//! Lead scoring: feature extraction, the deterministic rule-based scorer, the optional external
//! model delegate, and the insight generator, tied together by [`LeadScoringEngine`].

pub mod config;
mod delegate;
pub mod domain;
mod engine;
pub mod features;
mod insights;
mod rules;
mod summary;

#[cfg(test)]
mod tests;

pub use config::{MlServiceConfig, ScoringConfig, ScoringWeights, WeightsError};
pub use delegate::{MlDelegate, MlDelegateError};
pub use domain::{
    BudgetRange, Company, CompanySize, Industry, Interaction, InteractionOutcome,
    InteractionType, LeadRecord, LeadSource, LeadStatus, Priority, Revenue, Timeline,
};
pub use engine::LeadScoringEngine;
pub use features::{extract, LeadFeatures};
pub use insights::{
    explain, Grade, Insights, Recommendation, RecommendationKind, Temperature,
};
pub use rules::{RuleBasedScorer, BEHAVIORAL, DEMOGRAPHIC, ENGAGEMENT, FIRMOGRAPHIC};
pub use summary::ScoreSummary;

use serde::{Deserialize, Deserializer, Serialize};
use serde_json::Value;

pub const DEFAULT_FACTOR: &str = "default";
const DEFAULT_SCORE: u8 = 50;
const MAX_SCORE: u8 = 100;

/// Which path produced a score.
#[derive(Debug, Clone, Copy, PartialEq, Eq, Hash, Serialize, Deserialize)]
pub enum ScoringMethod {
    #[serde(rename = "rule-based")]
    RuleBased,
    #[serde(rename = "ml")]
    Ml,
}

impl ScoringMethod {
    pub const fn label(self) -> &'static str {
        match self {
            ScoringMethod::RuleBased => "rule-based",
            ScoringMethod::Ml => "ml",
        }
    }
}

/// One named, weighted contributor to a rule-based score.
#[derive(Debug, Clone, PartialEq, Serialize, Deserialize)]
#[serde(deny_unknown_fields)]
pub struct ScoreFactor {
    pub name: String,
    pub weight: f64,
    pub score: f64,
    #[serde(default, skip_serializing_if = "Option::is_none")]
    pub details: Option<String>,
}

impl ScoreFactor {
    pub fn new(name: &str, weight: f64, score: f64, details: &str) -> Self {
        Self {
            name: name.to_string(),
            weight,
            score,
            details: Some(details.to_string()),
        }
    }
}

/// Entry in [`ScoreResult::factors`]. Model factors are kept exactly as the model sent them,
/// whatever their shape.
#[derive(Debug, Clone, PartialEq, Serialize, Deserialize)]
#[serde(untagged)]
pub enum Factor {
    Rule(ScoreFactor),
    Model(Value),
}

impl Factor {
    pub fn as_rule(&self) -> Option<&ScoreFactor> {
        match self {
            Factor::Rule(factor) => Some(factor),
            Factor::Model(_) => None,
        }
    }
}

impl From<ScoreFactor> for Factor {
    fn from(value: ScoreFactor) -> Self {
        Factor::Rule(value)
    }
}

/// Score handed back to the caller. Built fresh on every call.
#[derive(Debug, Clone, PartialEq, Serialize, Deserialize)]
pub struct ScoreResult {
    #[serde(deserialize_with = "score_value")]
    pub value: u8,
    pub factors: Vec<Factor>,
    pub method: ScoringMethod,
    #[serde(default, skip_serializing_if = "Option::is_none")]
    pub model_version: Option<String>,
    #[serde(default, skip_serializing_if = "Option::is_none")]
    pub confidence: Option<f64>,
}

impl ScoreResult {
    /// Minimal result substituted when the rule-based computation itself fails.
    pub fn fallback_default() -> Self {
        Self {
            value: DEFAULT_SCORE,
            factors: vec![ScoreFactor::new(
                DEFAULT_FACTOR,
                1.0,
                DEFAULT_SCORE as f64,
                "Default score applied because the lead could not be scored",
            )
            .into()],
            method: ScoringMethod::RuleBased,
            model_version: None,
            confidence: None,
        }
    }

    /// Sum of the rule factor weights. Model factors carry no weight contract and are skipped.
    pub fn factor_weight_total(&self) -> f64 {
        self.factors
            .iter()
            .filter_map(Factor::as_rule)
            .map(|factor| factor.weight)
            .sum()
    }

    pub(crate) fn bounded(raw: f64) -> u8 {
        raw.clamp(0.0, f64::from(MAX_SCORE)).round() as u8
    }
}

fn score_value<'de, D>(deserializer: D) -> Result<u8, D::Error>
where
    D: Deserializer<'de>,
{
    let value = u8::deserialize(deserializer)?;
    if value > MAX_SCORE {
        return Err(serde::de::Error::custom(format!(
            "score {value} outside 0-{MAX_SCORE}"
        )));
    }
    Ok(value)
}

/// Internal failure of the rule-based computation. Never surfaces past the engine.
#[derive(Debug, thiserror::Error)]
pub enum ScoringError {
    #[error(transparent)]
    Weights(#[from] WeightsError),
    #[error("weighted score is not a finite number")]
    NonFinite,
}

******

Work to complete — Retype the records above in full, matching each line exactly.

Answer box —
//! Lead scoring: feature extraction, the deterministic rule-based scorer, the optional external
//! model delegate, and the insight generator, tied together by [`LeadScoringEngine`].

pub mod config;
mod delegate;
pub mod domain;
mod engine;
pub mod features;
mod insights;
mod rules;
mod summary;

#[cfg(test)]
mod tests;

pub use config::{MlServiceConfig, ScoringConfig, ScoringWeights, WeightsError};
pub use delegate::{MlDelegate, MlDelegateError};
pub use domain::{
    BudgetRange, Company, CompanySize, Industry, Interaction, InteractionOutcome,
    InteractionType, LeadRecord, LeadSource, LeadStatus, Priority, Revenue, Timeline,
};
pub use engine::LeadScoringEngine;
pub use features::{extract, LeadFeatures};
pub use insights::{
    explain, Grade, Insights, Recommendation, RecommendationKind, Temperature,
};
pub use rules::{RuleBasedScorer, BEHAVIORAL, DEMOGRAPHIC, ENGAGEMENT, FIRMOGRAPHIC};
pub use summary::ScoreSummary;

use serde::{Deserialize, Deserializer, Serialize};
use serde_json::Value;

pub const DEFAULT_FACTOR: &str = "default";
const DEFAULT_SCORE: u8 = 50;
const MAX_SCORE: u8 = 100;

/// Which path produced a score.
#[derive(Debug, Clone, Copy, PartialEq, Eq, Hash, Serialize, Deserialize)]
pub enum ScoringMethod {
    #[serde(rename = "rule-based")]
    RuleBased,
    #[serde(rename = "ml")]
    Ml,
}

impl ScoringMethod {
    pub const fn label(self) -> &'static str {
        match self {
            ScoringMethod::RuleBased => "rule-based",
            ScoringMethod::Ml => "ml",
        }
    }
}

/// One named, weighted contributor to a rule-based score.
#[derive(Debug, Clone, PartialEq, Serialize, Deserialize)]
#[serde(deny_unknown_fields)]
pub struct ScoreFactor {
    pub name: String,
    pub weight: f64,
    pub score: f64,
    #[serde(default, skip_serializing_if = "Option::is_none")]
    pub details: Option<String>,
}

impl ScoreFactor {
    pub fn new(name: &str, weight: f64, score: f64, details: &str) -> Self {
        Self {
            name: name.to_string(),
            weight,
            score,
            details: Some(details.to_string()),
        }
    }
}

/// Entry in [`ScoreResult::factors`]. Model factors are kept exactly as the model sent them,
/// whatever their shape.
#[derive(Debug, Clone, PartialEq, Serialize, Deserialize)]
#[serde(untagged)]
pub enum Factor {
    Rule(ScoreFactor),
    Model(Value),
}

impl Factor {
    pub fn as_rule(&self) -> Option<&ScoreFactor> {
        match self {
            Factor::Rule(factor) => Some(factor),
            Factor::Model(_) => None,
        }
    }
}

impl From<ScoreFactor> for Factor {
    fn from(value: ScoreFactor) -> Self {
        Factor::Rule(value)
    }
}

/// Score handed back to the caller. Built fresh on every call.
#[derive(Debug, Clone, PartialEq, Serialize, Deserialize)]
pub struct ScoreResult {
    #[serde(deserialize_with = "score_value")]
    pub value: u8,
    pub factors: Vec<Factor>,
    pub method: ScoringMethod,
    #[serde(default, skip_serializing_if = "Option::is_none")]
    pub model_version: Option<String>,
    #[serde(default, skip_serializing_if = "Option::is_none")]
    pub confidence: Option<f64>,
}

impl ScoreResult {
    /// Minimal result substituted when the rule-based computation itself fails.
    pub fn fallback_default() -> Self {
        Self {
            value: DEFAULT_SCORE,
            factors: vec![ScoreFactor::new(
                DEFAULT_FACTOR,
                1.0,
                DEFAULT_SCORE as f64,
                "Default score applied because the lead could not be scored",
            )
            .into()],
            method: ScoringMethod::RuleBased,
            model_version: None,
            confidence: None,
        }
    }

    /// Sum of the rule factor weights. Model factors carry no weight contract and are skipped.
    pub fn factor_weight_total(&self) -> f64 {
        self.factors
            .iter()
            .filter_map(Factor::as_rule)
            .map(|factor| factor.weight)
            .sum()
    }

    pub(crate) fn bounded(raw: f64) -> u8 {
        raw.clamp(0.0, f64::from(MAX_SCORE)).round() as u8
    }
}

fn score_value<'de, D>(deserializer: D) -> Result<u8, D::Error>
where
    D: Deserializer<'de>,
{
    let value = u8::deserialize(deserializer)?;
    if value > MAX_SCORE {
        return Err(serde::de::Error::custom(format!(
            "score {value} outside 0-{MAX_SCORE}"
        )));
    }
    Ok(value)
}

/// Internal failure of the rule-based computation. Never surfaces past the engine.
#[derive(Debug, thiserror::Error)]
pub enum ScoringError {
    #[error(transparent)]
    Weights(#[from] WeightsError),
    #[error("weighted score is not a finite number")]
    NonFinite,
}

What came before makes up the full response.